From 80b03acfa067ab2a4e4f724373211ff1320d33f2 Mon Sep 17 00:00:00 2001
From: Khaled Noaman <knoaman@apache.org>
Date: Tue, 7 Dec 2004 19:45:43 +0000
Subject: [PATCH] An option to ignore a cached DTD grammar when a document
 contains an internal and external subset.

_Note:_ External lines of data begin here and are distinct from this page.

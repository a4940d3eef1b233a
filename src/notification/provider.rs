//! Push provider capability.
//!
//! The dispatcher talks to the delivery service only through [`PushProvider`].
//! Implementations own connection handling, authentication and any retry
//! policy; a single instance is shared across concurrent dispatches.

use async_trait::async_trait;
use thiserror::Error;

use super::message::PushMessage;
use super::types::BatchOutcome;

/// Largest token list accepted by one batch send
pub const MAX_BATCH_TOKENS: usize = 500;

/// Errors reported by a push provider.
#[derive(Debug, Clone, Error)]
pub enum ProviderError {
    /// The provider was never initialized (missing credentials, etc.)
    #[error("provider unavailable: {0}")]
    Unavailable(String),

    /// Could not obtain provider credentials or an access token
    #[error("authentication failed: {0}")]
    Auth(String),

    /// The provider answered with an error status
    #[error("{status}: {message}")]
    Rejected { status: String, message: String },

    /// Network failure or timeout talking to the provider
    #[error("transport error: {0}")]
    Transport(String),

    /// The batch call itself was malformed
    #[error("invalid batch: {0}")]
    InvalidBatch(String),

    /// The provider response could not be understood
    #[error("unexpected provider response: {0}")]
    Decode(String),
}

/// Push delivery capability.
///
/// # Example Implementation
/// ```ignore
/// use async_trait::async_trait;
///
/// struct LoggingProvider;
///
/// #[async_trait]
/// impl PushProvider for LoggingProvider {
///     fn name(&self) -> &'static str { "logging" }
///     fn is_available(&self) -> bool { true }
///     async fn send_to_single(&self, message: &PushMessage) -> Result<String, ProviderError> {
///         tracing::info!(?message, "push (mock)");
///         Ok("mock-id".into())
///     }
///     // ...
/// }
/// ```
#[async_trait]
pub trait PushProvider: Send + Sync {
    /// Provider name for logs
    fn name(&self) -> &'static str;

    /// Whether the provider is initialized and able to send
    fn is_available(&self) -> bool;

    /// Send a message whose `token` field addresses one device.
    /// Returns the provider message id.
    async fn send_to_single(&self, message: &PushMessage) -> Result<String, ProviderError>;

    /// Send a message to every subscriber of `topic`.
    /// Returns the provider message id.
    async fn send_to_topic(&self, topic: &str, message: &PushMessage) -> Result<String, ProviderError>;

    /// Send one message to many device tokens in a single provider call.
    ///
    /// Per-recipient failures are reported inside the [`BatchOutcome`]; an
    /// `Err` means the batch as a whole could not be attempted.
    async fn send_to_batch(
        &self,
        tokens: &[String],
        message: &PushMessage,
    ) -> Result<BatchOutcome, ProviderError>;
}
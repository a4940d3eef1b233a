use std::sync::Arc;

use crate::config::Settings;
use crate::notification::{PushDispatcher, PushProvider};

#[derive(Clone)]
pub struct AppState {
    pub settings: Arc<Settings>,
    pub dispatcher: Arc<PushDispatcher>,
}

impl AppState {
    /// Build state around an already-initialized provider
    pub fn new(settings: Settings, provider: Arc<dyn PushProvider>) -> Self {
        let dispatcher = Arc::new(PushDispatcher::new(provider));

        Self {
            settings: Arc::new(settings),
            dispatcher,
        }
    }
}
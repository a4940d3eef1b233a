// Infrastructure layer (provider implementations)
pub mod infrastructure;

// Domain layer (request model and dispatch)
pub mod notification;

// Application layer
pub mod api;
pub mod server;

// Supporting modules
pub mod config;
pub mod error;
pub mod metrics;
pub mod telemetry;
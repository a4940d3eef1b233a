use axum::{
    http::StatusCode,
    response::IntoResponse,
    routing::{get, post},
    Json, Router,
};
use serde_json::json;

use crate::server::AppState;

use super::health::health;
use super::metrics::prometheus_metrics;
use super::push::send_push;

pub fn api_routes() -> Router<AppState> {
    Router::new()
        .route("/health", get(health))
        .route("/metrics", get(prometheus_metrics))
        .route("/push/send", post(send_push))
        .fallback(not_found)
}

async fn not_found() -> impl IntoResponse {
    (
        StatusCode::NOT_FOUND,
        Json(json!({
            "success": false,
            "error": "API endpoint not found",
            "available_endpoints": ["/health", "/push/send"]
        })),
    )
}
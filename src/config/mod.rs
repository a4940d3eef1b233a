mod settings;

pub use settings::{FirebaseConfig, OtelConfig, ServerConfig, Settings};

git-svn-id: https://svn.apache.org/repos/asf/xerces/c/trunk@176232 13f79535-47bb-0310-9956-ffa450edef68
---
 src/xercesc/internal/DGXMLScanner.cpp     |  5 +++-
 src/xercesc/internal/IGXMLScanner.cpp     |  7 +++--
 src/xercesc/internal/XMLScanner.cpp       |  4 ++-
 src/xercesc/internal/XMLScanner.hpp       | 17 +++++++++++++
 src/xercesc/parsers/DOMBuilderImpl.cpp    | 12 +++++++--
 src/xercesc/parsers/SAX2XMLReaderImpl.cpp | 10 ++++++++
 src/xercesc/parsers/SAXParser.cpp         | 14 ++++++++++
 src/xercesc/parsers/SAXParser.hpp         | 31 ++++++++++++++++++++++-
 src/xercesc/parsers/XercesDOMParser.cpp   |  9 +++++++
 src/xercesc/parsers/XercesDOMParser.hpp   | 25 ++++++++++++++++++
 src/xercesc/util/XMLUni.cpp               | 15 +++++++++++
 src/xercesc/util/XMLUni.hpp               |  1 +
 12 files changed, 143 insertions(+), 7 deletions(-)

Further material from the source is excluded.